* _Your goal_
Below are some entries. Copy each line that holds the string "MessageOrder".

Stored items
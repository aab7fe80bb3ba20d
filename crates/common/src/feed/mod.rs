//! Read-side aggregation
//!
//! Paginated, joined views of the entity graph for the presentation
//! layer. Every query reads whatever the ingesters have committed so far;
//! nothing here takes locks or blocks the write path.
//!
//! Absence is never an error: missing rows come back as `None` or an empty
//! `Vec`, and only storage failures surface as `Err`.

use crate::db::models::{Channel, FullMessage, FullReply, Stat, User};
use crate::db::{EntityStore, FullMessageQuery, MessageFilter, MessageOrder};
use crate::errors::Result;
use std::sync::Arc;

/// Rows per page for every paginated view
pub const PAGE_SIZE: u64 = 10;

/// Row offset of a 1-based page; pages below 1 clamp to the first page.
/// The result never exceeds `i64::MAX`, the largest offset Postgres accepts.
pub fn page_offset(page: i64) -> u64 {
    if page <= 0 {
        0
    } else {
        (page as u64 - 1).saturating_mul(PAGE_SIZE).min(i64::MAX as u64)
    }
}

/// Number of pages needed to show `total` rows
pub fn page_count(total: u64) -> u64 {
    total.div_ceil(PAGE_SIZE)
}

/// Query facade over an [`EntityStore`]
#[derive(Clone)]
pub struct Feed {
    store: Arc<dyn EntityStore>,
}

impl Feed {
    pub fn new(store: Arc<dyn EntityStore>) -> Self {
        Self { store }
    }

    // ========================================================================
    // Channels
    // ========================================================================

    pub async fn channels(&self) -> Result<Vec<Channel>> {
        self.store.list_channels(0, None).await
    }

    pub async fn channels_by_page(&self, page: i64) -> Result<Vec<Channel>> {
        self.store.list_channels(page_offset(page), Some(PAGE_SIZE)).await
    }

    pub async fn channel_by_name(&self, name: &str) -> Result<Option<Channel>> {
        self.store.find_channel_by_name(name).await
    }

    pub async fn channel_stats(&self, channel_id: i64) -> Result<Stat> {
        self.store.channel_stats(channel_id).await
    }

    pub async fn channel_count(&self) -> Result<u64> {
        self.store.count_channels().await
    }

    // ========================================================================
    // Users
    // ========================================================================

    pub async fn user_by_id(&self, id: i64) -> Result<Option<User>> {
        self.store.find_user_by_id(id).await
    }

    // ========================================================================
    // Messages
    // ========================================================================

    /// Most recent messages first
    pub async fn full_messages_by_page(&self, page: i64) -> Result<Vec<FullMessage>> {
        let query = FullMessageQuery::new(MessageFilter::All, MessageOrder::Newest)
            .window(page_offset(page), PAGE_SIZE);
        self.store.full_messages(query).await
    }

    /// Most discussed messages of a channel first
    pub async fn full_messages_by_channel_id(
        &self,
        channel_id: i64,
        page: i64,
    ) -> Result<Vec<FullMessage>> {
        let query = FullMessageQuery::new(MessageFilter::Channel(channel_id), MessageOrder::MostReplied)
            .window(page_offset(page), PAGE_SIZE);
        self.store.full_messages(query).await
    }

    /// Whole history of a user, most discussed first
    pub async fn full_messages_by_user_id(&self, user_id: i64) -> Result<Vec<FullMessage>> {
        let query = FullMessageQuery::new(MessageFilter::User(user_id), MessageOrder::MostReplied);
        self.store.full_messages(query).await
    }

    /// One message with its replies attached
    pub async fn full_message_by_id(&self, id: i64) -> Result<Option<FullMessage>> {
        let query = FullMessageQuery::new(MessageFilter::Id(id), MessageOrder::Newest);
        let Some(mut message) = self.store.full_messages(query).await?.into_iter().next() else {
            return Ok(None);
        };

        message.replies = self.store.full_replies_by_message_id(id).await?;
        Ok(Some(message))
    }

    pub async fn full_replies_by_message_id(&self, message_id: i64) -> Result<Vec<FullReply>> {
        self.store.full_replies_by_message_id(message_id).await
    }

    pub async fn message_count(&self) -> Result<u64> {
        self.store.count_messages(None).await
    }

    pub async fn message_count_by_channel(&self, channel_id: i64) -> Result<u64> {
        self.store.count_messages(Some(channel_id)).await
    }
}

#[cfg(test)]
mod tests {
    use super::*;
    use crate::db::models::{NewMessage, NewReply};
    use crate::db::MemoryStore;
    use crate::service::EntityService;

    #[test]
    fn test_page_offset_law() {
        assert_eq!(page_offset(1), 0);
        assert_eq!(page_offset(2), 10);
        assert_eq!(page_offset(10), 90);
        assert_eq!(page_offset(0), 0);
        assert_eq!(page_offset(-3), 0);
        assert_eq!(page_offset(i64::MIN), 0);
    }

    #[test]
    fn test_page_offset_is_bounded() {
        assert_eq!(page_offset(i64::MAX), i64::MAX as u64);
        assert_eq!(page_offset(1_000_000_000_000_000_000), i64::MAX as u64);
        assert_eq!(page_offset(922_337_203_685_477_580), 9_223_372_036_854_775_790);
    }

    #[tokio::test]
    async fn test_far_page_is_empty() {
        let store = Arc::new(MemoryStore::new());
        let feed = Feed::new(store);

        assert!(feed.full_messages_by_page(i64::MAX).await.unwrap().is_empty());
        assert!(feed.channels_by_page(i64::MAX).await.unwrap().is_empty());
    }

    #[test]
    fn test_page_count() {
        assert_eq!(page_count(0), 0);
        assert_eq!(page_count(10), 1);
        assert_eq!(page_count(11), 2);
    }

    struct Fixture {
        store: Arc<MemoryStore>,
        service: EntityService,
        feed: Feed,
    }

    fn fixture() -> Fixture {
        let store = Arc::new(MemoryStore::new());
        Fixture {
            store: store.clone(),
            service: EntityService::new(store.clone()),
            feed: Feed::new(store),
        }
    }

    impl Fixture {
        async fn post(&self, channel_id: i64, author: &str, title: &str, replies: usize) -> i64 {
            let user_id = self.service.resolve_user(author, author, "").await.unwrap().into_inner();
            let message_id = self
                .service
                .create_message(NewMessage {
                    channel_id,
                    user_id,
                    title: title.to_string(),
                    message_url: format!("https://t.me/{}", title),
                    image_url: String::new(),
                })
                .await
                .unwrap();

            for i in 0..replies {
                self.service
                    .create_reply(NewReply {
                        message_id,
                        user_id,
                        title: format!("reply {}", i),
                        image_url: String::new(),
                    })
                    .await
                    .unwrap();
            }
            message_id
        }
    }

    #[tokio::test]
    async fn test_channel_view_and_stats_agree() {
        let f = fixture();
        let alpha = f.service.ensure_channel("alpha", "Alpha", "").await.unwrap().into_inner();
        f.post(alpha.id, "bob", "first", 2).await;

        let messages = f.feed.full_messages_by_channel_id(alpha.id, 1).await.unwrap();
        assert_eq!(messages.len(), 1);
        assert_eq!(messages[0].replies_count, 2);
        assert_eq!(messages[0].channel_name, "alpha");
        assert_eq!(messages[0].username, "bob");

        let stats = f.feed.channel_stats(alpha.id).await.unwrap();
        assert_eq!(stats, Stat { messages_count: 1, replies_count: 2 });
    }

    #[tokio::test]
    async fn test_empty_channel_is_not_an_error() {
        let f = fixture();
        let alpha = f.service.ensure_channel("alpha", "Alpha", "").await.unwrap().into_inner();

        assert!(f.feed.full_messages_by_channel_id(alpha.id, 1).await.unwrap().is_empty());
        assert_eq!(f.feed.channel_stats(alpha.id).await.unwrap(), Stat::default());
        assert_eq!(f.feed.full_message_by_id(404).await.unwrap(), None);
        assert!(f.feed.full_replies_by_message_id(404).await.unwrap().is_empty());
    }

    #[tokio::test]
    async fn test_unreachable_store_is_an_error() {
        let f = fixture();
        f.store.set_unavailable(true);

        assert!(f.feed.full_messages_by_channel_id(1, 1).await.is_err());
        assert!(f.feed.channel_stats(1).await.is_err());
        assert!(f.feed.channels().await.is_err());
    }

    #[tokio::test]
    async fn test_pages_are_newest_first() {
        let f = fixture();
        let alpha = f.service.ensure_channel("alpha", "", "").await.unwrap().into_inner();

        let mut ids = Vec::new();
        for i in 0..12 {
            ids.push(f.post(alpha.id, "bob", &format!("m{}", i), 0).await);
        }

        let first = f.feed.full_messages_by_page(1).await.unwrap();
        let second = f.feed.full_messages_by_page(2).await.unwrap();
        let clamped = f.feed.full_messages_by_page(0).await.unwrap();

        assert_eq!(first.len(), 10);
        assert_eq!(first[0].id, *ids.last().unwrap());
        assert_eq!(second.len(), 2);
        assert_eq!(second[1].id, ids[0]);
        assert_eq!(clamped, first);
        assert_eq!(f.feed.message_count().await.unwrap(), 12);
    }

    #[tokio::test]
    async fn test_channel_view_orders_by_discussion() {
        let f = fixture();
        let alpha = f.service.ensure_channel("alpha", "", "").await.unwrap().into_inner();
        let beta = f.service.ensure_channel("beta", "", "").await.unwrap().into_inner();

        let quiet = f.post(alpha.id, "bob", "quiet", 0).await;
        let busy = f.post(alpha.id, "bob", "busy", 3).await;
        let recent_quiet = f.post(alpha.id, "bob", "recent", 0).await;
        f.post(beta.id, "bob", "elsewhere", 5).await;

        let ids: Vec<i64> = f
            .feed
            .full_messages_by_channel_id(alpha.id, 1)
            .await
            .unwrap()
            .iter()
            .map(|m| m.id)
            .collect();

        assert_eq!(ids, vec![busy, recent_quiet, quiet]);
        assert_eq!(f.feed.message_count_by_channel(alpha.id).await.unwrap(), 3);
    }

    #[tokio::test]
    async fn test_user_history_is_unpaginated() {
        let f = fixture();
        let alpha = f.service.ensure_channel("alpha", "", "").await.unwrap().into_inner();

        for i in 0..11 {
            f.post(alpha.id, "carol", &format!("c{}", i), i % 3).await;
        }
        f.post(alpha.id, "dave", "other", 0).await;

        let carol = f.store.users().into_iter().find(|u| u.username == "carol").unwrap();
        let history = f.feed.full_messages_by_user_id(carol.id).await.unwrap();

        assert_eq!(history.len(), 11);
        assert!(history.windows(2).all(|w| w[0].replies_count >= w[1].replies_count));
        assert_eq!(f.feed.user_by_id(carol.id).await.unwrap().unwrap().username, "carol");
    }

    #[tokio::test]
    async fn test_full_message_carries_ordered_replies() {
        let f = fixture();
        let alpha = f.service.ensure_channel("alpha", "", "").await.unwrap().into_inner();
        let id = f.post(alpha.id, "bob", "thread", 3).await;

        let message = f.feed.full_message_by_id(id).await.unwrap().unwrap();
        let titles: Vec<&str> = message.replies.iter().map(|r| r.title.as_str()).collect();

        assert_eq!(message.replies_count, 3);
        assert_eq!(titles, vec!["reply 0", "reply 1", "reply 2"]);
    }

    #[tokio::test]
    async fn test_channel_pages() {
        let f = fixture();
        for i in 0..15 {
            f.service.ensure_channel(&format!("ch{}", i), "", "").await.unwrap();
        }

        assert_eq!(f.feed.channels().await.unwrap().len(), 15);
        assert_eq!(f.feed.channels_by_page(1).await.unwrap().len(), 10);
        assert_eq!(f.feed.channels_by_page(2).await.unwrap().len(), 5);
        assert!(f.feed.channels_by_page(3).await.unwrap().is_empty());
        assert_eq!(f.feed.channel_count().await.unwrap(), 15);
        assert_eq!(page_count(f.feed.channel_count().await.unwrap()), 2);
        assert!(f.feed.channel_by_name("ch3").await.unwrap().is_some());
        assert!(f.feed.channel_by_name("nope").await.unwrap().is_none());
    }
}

* _Output for this exercise_
use crate::db::{EntityStore, FullMessageQuery, MessageFilter, MessageOrder};
        let query = FullMessageQuery::new(MessageFilter::All, MessageOrder::Newest)
        let query = FullMessageQuery::new(MessageFilter::Channel(channel_id), MessageOrder::MostReplied)
        let query = FullMessageQuery::new(MessageFilter::User(user_id), MessageOrder::MostReplied);
        let query = FullMessageQuery::new(MessageFilter::Id(id), MessageOrder::Newest);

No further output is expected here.